The new services are “the latest examples of the public cloud providers [making it] easier to consume security tools,” Nisha Agarwal, vice president of strategic partnerships at Cavirin, which provides cybersecurity for hybrid clouds and is a partner of Google Cloud, Amazon Web Services and Microsoft Azure, told Channel Futures. “Enterprises still have concerns regarding …

… continuous visibility and compliance, as well as how best to secure a hybrid or multicloud deployment. One positive development is the availability of services that aggregate findings from multiple security services and tools, including those from third parties, such as the Google Cloud Security Command Center and the AWS Security Hub.”

Cloud customers can be overwhelmed by the “sheer volume of management and logging data, and these will help,” Agarwal said.

Dan Hubbard, chief product officer at cloud security vendor Lacework, told us that Google Cloud has been innovative regarding security at the platform level and in specific applications — and that the new services will help users. However, “to truly have security coverage across the entirety of their cloud environments, users will need something that can operate within GCP and across other cloud platforms, and with on-premises infrastructures,” Hubbard said.
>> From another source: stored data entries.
use crate::{
    bits::{self, RawBits, fits_signed, fits_unsigned, sign_extend},
    errors::{BitsError, CompileError, ValidationError},
    field::{EnumSpec, Field, FieldKind, FieldValidator, IntSpec, PaddingSpec},
    validator::{Bound, Exact, Max, Min, Range, Validator},
    value::{Value, ValueKind},
};

#[derive(Debug, Clone, PartialEq, Eq)]
pub enum CompiledFieldKind {
    Bool,
    Int { signed: bool },
    Enum(EnumSpec),
    Padding { value: u64 },
}

/// A validated field with its resolved default, validator and position.
#[derive(Debug, Clone)]
pub struct CompiledField {
    pub name: String,
    pub kind: CompiledFieldKind,
    pub width: usize,
    /// Bit offset of the field's least significant bit in the packed value.
    pub shift: usize,
    pub default: Option<Value>,
    pub validator: Option<FieldValidator>,
}

/// Why a value could not be stored in a field.
#[derive(Debug, Clone, Copy, PartialEq, Eq)]
pub(crate) enum CoerceError {
    TypeMismatch,
    OutOfRange,
}

impl TryFrom<&Field> for CompiledField {
    type Error = CompileError;

    fn try_from(value: &Field) -> Result<Self, Self::Error> {
        if value.name.trim().is_empty() {
            return Err(CompileError::InvalidFieldName(value.name.clone()));
        }

        let width = value.kind.width();
        if width == 0 || width > 64 {
            return Err(CompileError::InvalidFieldSize {
                field: value.name.clone(),
                width,
            });
        }

        let kind = match &value.kind {
            FieldKind::Bool => CompiledFieldKind::Bool,
            FieldKind::Int(spec) => CompiledFieldKind::Int {
                signed: spec.signed,
            },
            FieldKind::Enum(spec) => {
                check_enum(&value.name, spec)?;
                CompiledFieldKind::Enum(spec.clone())
            }
            FieldKind::Padding(spec) => {
                if !fits_unsigned(spec.value, width) {
                    return Err(CompileError::PaddingOutOfRange {
                        field: value.name.clone(),
                        width,
                    });
                }
                CompiledFieldKind::Padding { value: spec.value }
            }
        };

        let expected = value.kind.value_kind();
        let validator = match &value.validator {
            Some(explicit) => {
                if explicit.value_kind() != expected {
                    return Err(CompileError::ValidatorTypeMismatch {
                        field: value.name.clone(),
                        expected,
                        found: explicit.value_kind(),
                    });
                }
                Some(explicit.clone())
            }
            None => derive_validator(&value.name, &value.kind)?,
        };

        let mut compiled = CompiledField {
            name: value.name.clone(),
            kind,
            width,
            shift: 0,
            default: None,
            validator,
        };

        compiled.default = compiled.resolve_default(value)?;

        Ok(compiled)
    }
}
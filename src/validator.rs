//! Reusable field validators.
//!
//! A [Validator] wraps one pure check bound to a single value type. The building
//! blocks are [Exact], [Min], [Max] and [Range]; arbitrary checks can be wrapped
//! with [Validator::from_fn]. Validators are immutable and can be cloned and shared
//! across threads freely.
//!
//! ```
//! use bitrecord::errors::ValidationError;
//! use bitrecord::validator::{Range, Validate};
//!
//! let percent = Range::new(0u8, 100);
//! assert_eq!(percent.validate(&42), Ok(()));
//! assert_eq!(percent.validate(&101), Err(ValidationError::ValueAboveMaximum));
//! ```

use std::{fmt, sync::Arc};

use num_traits::Num;

use crate::errors::ValidationError;

/// A check on values of type `T`.
pub trait Validate<T>: fmt::Debug + Send + Sync {
    /// Returns `Ok(())` if `value` is accepted, or the configured error.
    fn validate(&self, value: &T) -> Result<(), ValidationError>;
}

/// Numeric types accepted by [Min], [Max] and [Range].
///
/// Non-numeric types (e.g. `bool`) do not implement this trait, so building an
/// ordering validator over them fails to compile.
pub trait Bound: Num + PartialOrd + Copy + fmt::Debug + Send + Sync + 'static {}

impl<T> Bound for T where T: Num + PartialOrd + Copy + fmt::Debug + Send + Sync + 'static {}

/// Fails with `error` iff the value differs from `expected`.
#[derive(Debug, Clone, PartialEq)]
pub struct Exact<T> {
    pub expected: T,
    pub error: ValidationError,
}

impl<T> Exact<T> {
    pub fn new(expected: T) -> Self {
        Exact {
            expected,
            error: ValidationError::InvalidFieldValue,
        }
    }

    pub fn with_error(mut self, error: ValidationError) -> Self {
        self.error = error;
        self
    }
}

impl<T> Validate<T> for Exact<T>
where
    T: PartialEq + fmt::Debug + Send + Sync,
{
    fn validate(&self, value: &T) -> Result<(), ValidationError> {
        if *value != self.expected {
            return Err(self.error.clone());
        }

        Ok(())
    }
}

/// Fails with `error` iff the value is below `bound`.
#[derive(Debug, Clone, PartialEq)]
pub struct Min<T> {
    pub bound: T,
    pub error: ValidationError,
}

impl<T: Bound> Min<T> {
    pub fn new(bound: T) -> Self {
        Min {
            bound,
            error: ValidationError::ValueBelowMinimum,
        }
    }

    pub fn with_error(mut self, error: ValidationError) -> Self {
        self.error = error;
        self
    }
}

impl<T: Bound> Validate<T> for Min<T> {
    fn validate(&self, value: &T) -> Result<(), ValidationError> {
        if *value < self.bound {
            return Err(self.error.clone());
        }

        Ok(())
    }
}

/// Fails with `error` iff the value is above `bound`.
#[derive(Debug, Clone, PartialEq)]
pub struct Max<T> {
    pub bound: T,
    pub error: ValidationError,
}

impl<T: Bound> Max<T> {
    pub fn new(bound: T) -> Self {
        Max {
            bound,
            error: ValidationError::ValueAboveMaximum,
        }
    }

    pub fn with_error(mut self, error: ValidationError) -> Self {
        self.error = error;
        self
    }
}

impl<T: Bound> Validate<T> for Max<T> {
    fn validate(&self, value: &T) -> Result<(), ValidationError> {
        if *value > self.bound {
            return Err(self.error.clone());
        }

        Ok(())
    }
}

/// Inclusive range check.
///
/// The minimum is always checked first: a value below `min` yields `min_error`
/// without looking at `max`.
#[derive(Debug, Clone, PartialEq)]
pub struct Range<T> {
    pub min: T,
    pub max: T,
    pub min_error: ValidationError,
    pub max_error: ValidationError,
}

impl<T: Bound> Range<T> {
    pub fn new(min: T, max: T) -> Self {
        Range {
            min,
            max,
            min_error: ValidationError::ValueBelowMinimum,
            max_error: ValidationError::ValueAboveMaximum,
        }
    }

    pub fn with_errors(mut self, min_error: ValidationError, max_error: ValidationError) -> Self {
        self.min_error = min_error;
        self.max_error = max_error;
        self
    }
}

impl<T: Bound> Validate<T> for Range<T> {
    fn validate(&self, value: &T) -> Result<(), ValidationError> {
        if *value < self.min {
            return Err(self.min_error.clone());
        }

        if *value > self.max {
            return Err(self.max_error.clone());
        }

        Ok(())
    }
}

struct FnValidator<F>(F);

impl<F> fmt::Debug for FnValidator<F> {
    fn fmt(&self, f: &mut fmt::Formatter<'_>) -> fmt::Result {
        f.write_str("FnValidator")
    }
}

impl<T, F> Validate<T> for FnValidator<F>
where
    F: Fn(&T) -> Result<(), ValidationError> + Send + Sync,
{
    fn validate(&self, value: &T) -> Result<(), ValidationError> {
        (self.0)(value)
    }
}

/// Shared handle to a check on values of type `T`.
pub struct Validator<T> {
    inner: Arc<dyn Validate<T>>,
}

impl<T> Validator<T> {
    pub fn new<V>(validator: V) -> Self
    where
        V: Validate<T> + 'static,
    {
        Validator {
            inner: Arc::new(validator),
        }
    }

    /// Wraps a pure closure.
    pub fn from_fn<F>(check: F) -> Self
    where
        F: Fn(&T) -> Result<(), ValidationError> + Send + Sync + 'static,
    {
        Self::new(FnValidator(check))
    }

    pub fn validate(&self, value: &T) -> Result<(), ValidationError> {
        self.inner.validate(value)
    }
}

impl<T> Validator<T>
where
    T: PartialEq + fmt::Debug + Send + Sync + 'static,
{
    pub fn exact(expected: T) -> Self {
        Self::new(Exact::new(expected))
    }
}

impl<T: Bound> Validator<T> {
    pub fn min(bound: T) -> Self {
        Self::new(Min::new(bound))
    }

    pub fn max(bound: T) -> Self {
        Self::new(Max::new(bound))
    }

    pub fn range(min: T, max: T) -> Self {
        Self::new(Range::new(min, max))
    }
}

impl<T> Clone for Validator<T> {
    fn clone(&self) -> Self {
        Validator {
            inner: Arc::clone(&self.inner),
        }
    }
}

impl<T> fmt::Debug for Validator<T> {
    fn fmt(&self, f: &mut fmt::Formatter<'_>) -> fmt::Result {
        f.debug_tuple("Validator").field(&self.inner).finish()
    }
}

impl<T> From<Exact<T>> for Validator<T>
where
    T: PartialEq + fmt::Debug + Send + Sync + 'static,
{
    fn from(value: Exact<T>) -> Self {
        Validator::new(value)
    }
}

impl<T: Bound> From<Min<T>> for Validator<T> {
    fn from(value: Min<T>) -> Self {
        Validator::new(value)
    }
}

impl<T: Bound> From<Max<T>> for Validator<T> {
    fn from(value: Max<T>) -> Self {
        Validator::new(value)
    }
}

impl<T: Bound> From<Range<T>> for Validator<T> {
    fn from(value: Range<T>) -> Self {
        Validator::new(value)
    }
}
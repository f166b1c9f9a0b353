//! Error types for schema compilation, validation and bit access.

use std::borrow::Cow;

use thiserror::Error;

use crate::value::ValueKind;

/// Errors produced when compiling [crate::field::Field]s into a [crate::schema::Schema].
///
/// These are definition-time failures: a schema that compiles never produces them later.
#[derive(Debug, Clone, PartialEq, Eq, Error)]
pub enum CompileError {
    /// The field list is empty.
    #[error("schema has no fields")]
    EmptySchema,
    /// Field name is empty or whitespace only.
    #[error("invalid field name `{0}`")]
    InvalidFieldName(String),
    /// Two fields share a name.
    #[error("duplicate field name `{0}`")]
    DuplicateFieldName(String),
    /// Field width is 0 or greater than 64 bits.
    #[error("field `{field}` has invalid width {width}")]
    InvalidFieldSize { field: String, width: usize },
    /// Enumeration declares no variants.
    #[error("enum field `{0}` declares no variants")]
    EmptyEnum(String),
    /// Enumeration variant value does not fit the underlying width.
    #[error("enum field `{field}`: variant `{variant}` does not fit the field width")]
    InvalidEnumVariant { field: String, variant: String },
    /// Enumeration declares the same label twice.
    #[error("enum field `{field}`: duplicate variant `{variant}`")]
    DuplicateEnumVariant { field: String, variant: String },
    /// Validator value type does not match the field's value type.
    #[error("field `{field}` takes {expected} values but its validator checks {found} values")]
    ValidatorTypeMismatch {
        field: String,
        expected: ValueKind,
        found: ValueKind,
    },
    /// A min or max bound is not representable in the field's value type.
    #[error("field `{0}` has a bound outside its value type")]
    InvalidBound(String),
    /// Default value has the wrong kind for the field.
    #[error("field `{field}` takes {expected} defaults")]
    DefaultTypeMismatch { field: String, expected: ValueKind },
    /// Default value does not fit the field width.
    #[error("default for field `{field}` does not fit in {width} bits")]
    DefaultOutOfRange { field: String, width: usize },
    /// Default value is rejected by the field's own validator.
    #[error("default for field `{field}` fails validation: {error}")]
    InvalidDefault {
        field: String,
        error: ValidationError,
    },
    /// Padding value does not fit the padding width.
    #[error("padding value for field `{field}` does not fit in {width} bits")]
    PaddingOutOfRange { field: String, width: usize },
    /// A padding field was given a default different from its pad value.
    #[error("padding field `{0}` has a default different from its pad value")]
    PaddingDefaultMismatch(String),
}

/// The named error returned by a [crate::validator::Validator] that rejects a value.
#[derive(Debug, Clone, PartialEq, Eq, Error)]
pub enum ValidationError {
    /// Value differs from the required one (default for `Exact` and padding).
    #[error("invalid field value")]
    InvalidFieldValue,
    /// Value is below the configured minimum.
    #[error("value below minimum")]
    ValueBelowMinimum,
    /// Value is above the configured maximum.
    #[error("value above maximum")]
    ValueAboveMaximum,
    /// User-named error.
    #[error("{0}")]
    Custom(Cow<'static, str>),
}

impl ValidationError {
    /// Creates a user-named error.
    pub fn custom(name: impl Into<Cow<'static, str>>) -> Self {
        ValidationError::Custom(name.into())
    }
}

/// Errors produced when building, decoding, encoding or validating a [crate::record::Record].
#[derive(Debug, Clone, PartialEq, Eq, Error)]
pub enum RecordError {
    /// A field's validator rejected its value. Only the first failing field is reported.
    #[error("field `{field}`: {error}")]
    Invalid {
        field: String,
        error: ValidationError,
    },
    /// No value was supplied for a field without a default.
    #[error("missing value for field `{0}`")]
    MissingField(String),
    /// A value was supplied for a name the schema does not declare.
    #[error("unknown field `{0}`")]
    UnknownField(String),
    /// The same field was supplied twice.
    #[error("duplicate value for field `{0}`")]
    DuplicateField(String),
    /// Supplied value has the wrong kind for the field.
    #[error("field `{field}` takes {expected} values")]
    TypeMismatch { field: String, expected: ValueKind },
    /// Supplied value is not representable in the field width.
    #[error("value for field `{field}` does not fit in {width} bits")]
    OutOfRange { field: String, width: usize },
    /// Raw value width differs from the schema's total width.
    #[error("expected a {expected}-bit value, got {found} bits")]
    WidthMismatch { expected: usize, found: usize },
    /// Record was produced by a schema with a different layout.
    #[error("record does not match this schema")]
    SchemaMismatch,
    /// Low-level bit access failed.
    #[error(transparent)]
    Bits(#[from] BitsError),
}

impl RecordError {
    /// Returns the validator error if this is a validation failure.
    pub fn validation_error(&self) -> Option<&ValidationError> {
        match self {
            RecordError::Invalid { error, .. } => Some(error),
            _ => None,
        }
    }
}

/// Errors produced by [crate::bits::RawBits] reads, writes and constructors.
#[derive(Debug, Clone, PartialEq, Eq, Error)]
pub enum BitsError {
    /// Requested bit range is beyond the buffer width.
    #[error("bit range out of bounds")]
    OutOfBounds,
    /// More than 64 bits were requested in a single access.
    #[error("more than 64 bits requested")]
    TooManyBitsRead,
    /// Value has bits set above the target width.
    #[error("value does not fit in {width} bits")]
    ValueTooWide { width: usize },
    /// Hex literal contains a non-hex character.
    #[error("invalid hex digit `{0}`")]
    InvalidDigit(char),
    /// Hex literal has no digits.
    #[error("empty literal")]
    EmptyLiteral,
}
The new services also come amid a strong push by Google Cloud to grow the number of enterprises in its user base in hopes of better competing against public cloud market leaders AWS and Azure. Google in November hired ex-Oracle executive Thomas Kurian to head up its cloud business and over the past couple of months has made such moves as buying Alooma, a startup whose technology was created to make it easier for businesses to move their data into the cloud, launched its Cloud Services Platform to enable enterprises to run Google Cloud services and applications in their own on-premises data centers, and rolled out a new pricing option for storing data on the cloud platform that will give businesses greater cost predictability.